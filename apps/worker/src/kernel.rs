// [apps/worker/src/kernel.rs]
//! Composition root: wires the coordination-store connection, node
//! enrollment, worker registration, and the three background loops
//! into one process.

use std::sync::Arc;
use std::time::Duration;

use certslurp_config::ClusterConfig;
use certslurp_coordination_store::{to_json_bytes, CoordinationStore, EtcdStore};
use certslurp_domain_models::{keys, WorkerInfo};
use certslurp_job_engine::JobEngine;
use certslurp_secrets::{NodeKeypair, SecretsClient};
use certslurp_shard_engine::ShardEngine;
use chrono::Utc;
use tracing::{info, instrument};

use crate::heartbeat;
use crate::metrics::{self, WorkerMetricsCounters};
use crate::state::WorkerState;
use crate::supervisor;

/// WorkerInfo's lease TTL. Heartbeats renew far more often than this.
const WORKER_LEASE_TTL_SECS: i64 = 150;
const HEARTBEAT_PERIOD_SECS: u64 = 10;
const METRICS_PUSH_PERIOD_SECS: u64 = 10;

pub struct WorkerKernel {
    state: Arc<WorkerState>,
    poll_period: Duration,
}

impl WorkerKernel {
    #[instrument(skip(config))]
    pub async fn ignite(config: &ClusterConfig) -> anyhow::Result<Self> {
        let store: Arc<dyn CoordinationStore> = Arc::new(
            EtcdStore::connect(&config.etcd.endpoints, config.etcd.username.clone(), config.etcd.password.clone())
                .await?,
        );

        let keypair = NodeKeypair::load_or_generate(&config.secrets.keychain_file)?;
        let root = config.etcd.prefix.clone();
        let worker_id = config.node_id.clone();
        let secrets_client =
            Arc::new(SecretsClient::new(store.clone(), root.clone(), worker_id.clone(), keypair));

        if let Some(cluster_key) = &config.secrets.cluster_key {
            if !secrets_client.is_enrolled() {
                secrets_client.bootstrap_with_cluster_key(cluster_key).await?;
            }
        } else if !secrets_client.is_enrolled() {
            secrets_client.register_pending().await?;
            info!("worker is not self-bootstrapped; awaiting operator approval for cluster key");
        }

        let lease = store.grant_lease(WORKER_LEASE_TTL_SECS).await?;
        let info = WorkerInfo {
            worker_id: worker_id.clone(),
            host: hostname(),
            registered_at: Utc::now(),
        };
        store
            .put(&keys::worker_key(&root, &worker_id), to_json_bytes(&info), Some(lease))
            .await?;
        info!(worker_id = %worker_id, lease, "registered worker with the coordination store");

        let state = Arc::new(WorkerState {
            jobs: Arc::new(JobEngine::new(store.clone(), root.clone())),
            shards: Arc::new(ShardEngine::new(store.clone(), root.clone(), config.shard)),
            secrets_client,
            root,
            worker_id,
            lease,
            metrics: Arc::new(WorkerMetricsCounters::new()),
            config: config.worker.clone(),
            store,
        });

        Ok(WorkerKernel {
            state,
            poll_period: Duration::from_secs(config.worker.poll_period_secs.max(1)),
        })
    }

    pub async fn launch(self) -> anyhow::Result<()> {
        let (shutdown_tx, shutdown_rx) = tokio::sync::watch::channel(false);

        let heartbeat_handle = tokio::spawn(heartbeat::run(
            self.state.clone(),
            Duration::from_secs(HEARTBEAT_PERIOD_SECS),
            shutdown_rx.clone(),
        ));
        let metrics_handle = tokio::spawn(metrics::run(
            self.state.clone(),
            Duration::from_secs(METRICS_PUSH_PERIOD_SECS),
            shutdown_rx.clone(),
        ));
        let supervisor_handle = tokio::spawn(supervisor::run(self.state.clone(), self.poll_period, shutdown_rx));

        tokio::signal::ctrl_c().await?;
        info!("shutdown signal received, draining in-flight shards");
        let _ = shutdown_tx.send(true);

        let _ = supervisor_handle.await;
        let _ = heartbeat_handle.await;
        let _ = metrics_handle.await;

        self.state.store.revoke(self.state.lease).await?;
        info!("worker lease revoked, exiting");
        Ok(())
    }
}

fn hostname() -> String {
    std::env::var("HOSTNAME").ok().filter(|h| !h.is_empty()).unwrap_or_else(|| "unknown".to_string())
}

○ ○ ○ ○ ○

> **What you will do**
Everything from the first line of the records through the line containing "let info = WorkerInfo" is to be set down exactly, while later lines are left out.

> **Expected answer**
filename apps/worker/src/kernel.rs
// [apps/worker/src/kernel.rs]
//! Composition root: wires the coordination-store connection, node
//! enrollment, worker registration, and the three background loops
//! into one process.

use std::sync::Arc;
use std::time::Duration;

use certslurp_config::ClusterConfig;
use certslurp_coordination_store::{to_json_bytes, CoordinationStore, EtcdStore};
use certslurp_domain_models::{keys, WorkerInfo};
use certslurp_job_engine::JobEngine;
use certslurp_secrets::{NodeKeypair, SecretsClient};
use certslurp_shard_engine::ShardEngine;
use chrono::Utc;
use tracing::{info, instrument};

use crate::heartbeat;
use crate::metrics::{self, WorkerMetricsCounters};
use crate::state::WorkerState;
use crate::supervisor;

/// WorkerInfo's lease TTL. Heartbeats renew far more often than this.
const WORKER_LEASE_TTL_SECS: i64 = 150;
const HEARTBEAT_PERIOD_SECS: u64 = 10;
const METRICS_PUSH_PERIOD_SECS: u64 = 10;

pub struct WorkerKernel {
    state: Arc<WorkerState>,
    poll_period: Duration,
}

impl WorkerKernel {
    #[instrument(skip(config))]
    pub async fn ignite(config: &ClusterConfig) -> anyhow::Result<Self> {
        let store: Arc<dyn CoordinationStore> = Arc::new(
            EtcdStore::connect(&config.etcd.endpoints, config.etcd.username.clone(), config.etcd.password.clone())
                .await?,
        );

        let keypair = NodeKeypair::load_or_generate(&config.secrets.keychain_file)?;
        let root = config.etcd.prefix.clone();
        let worker_id = config.node_id.clone();
        let secrets_client =
            Arc::new(SecretsClient::new(store.clone(), root.clone(), worker_id.clone(), keypair));

        if let Some(cluster_key) = &config.secrets.cluster_key {
            if !secrets_client.is_enrolled() {
                secrets_client.bootstrap_with_cluster_key(cluster_key).await?;
            }
        } else if !secrets_client.is_enrolled() {
            secrets_client.register_pending().await?;
            info!("worker is not self-bootstrapped; awaiting operator approval for cluster key");
        }

        let lease = store.grant_lease(WORKER_LEASE_TTL_SECS).await?;
        let info = WorkerInfo {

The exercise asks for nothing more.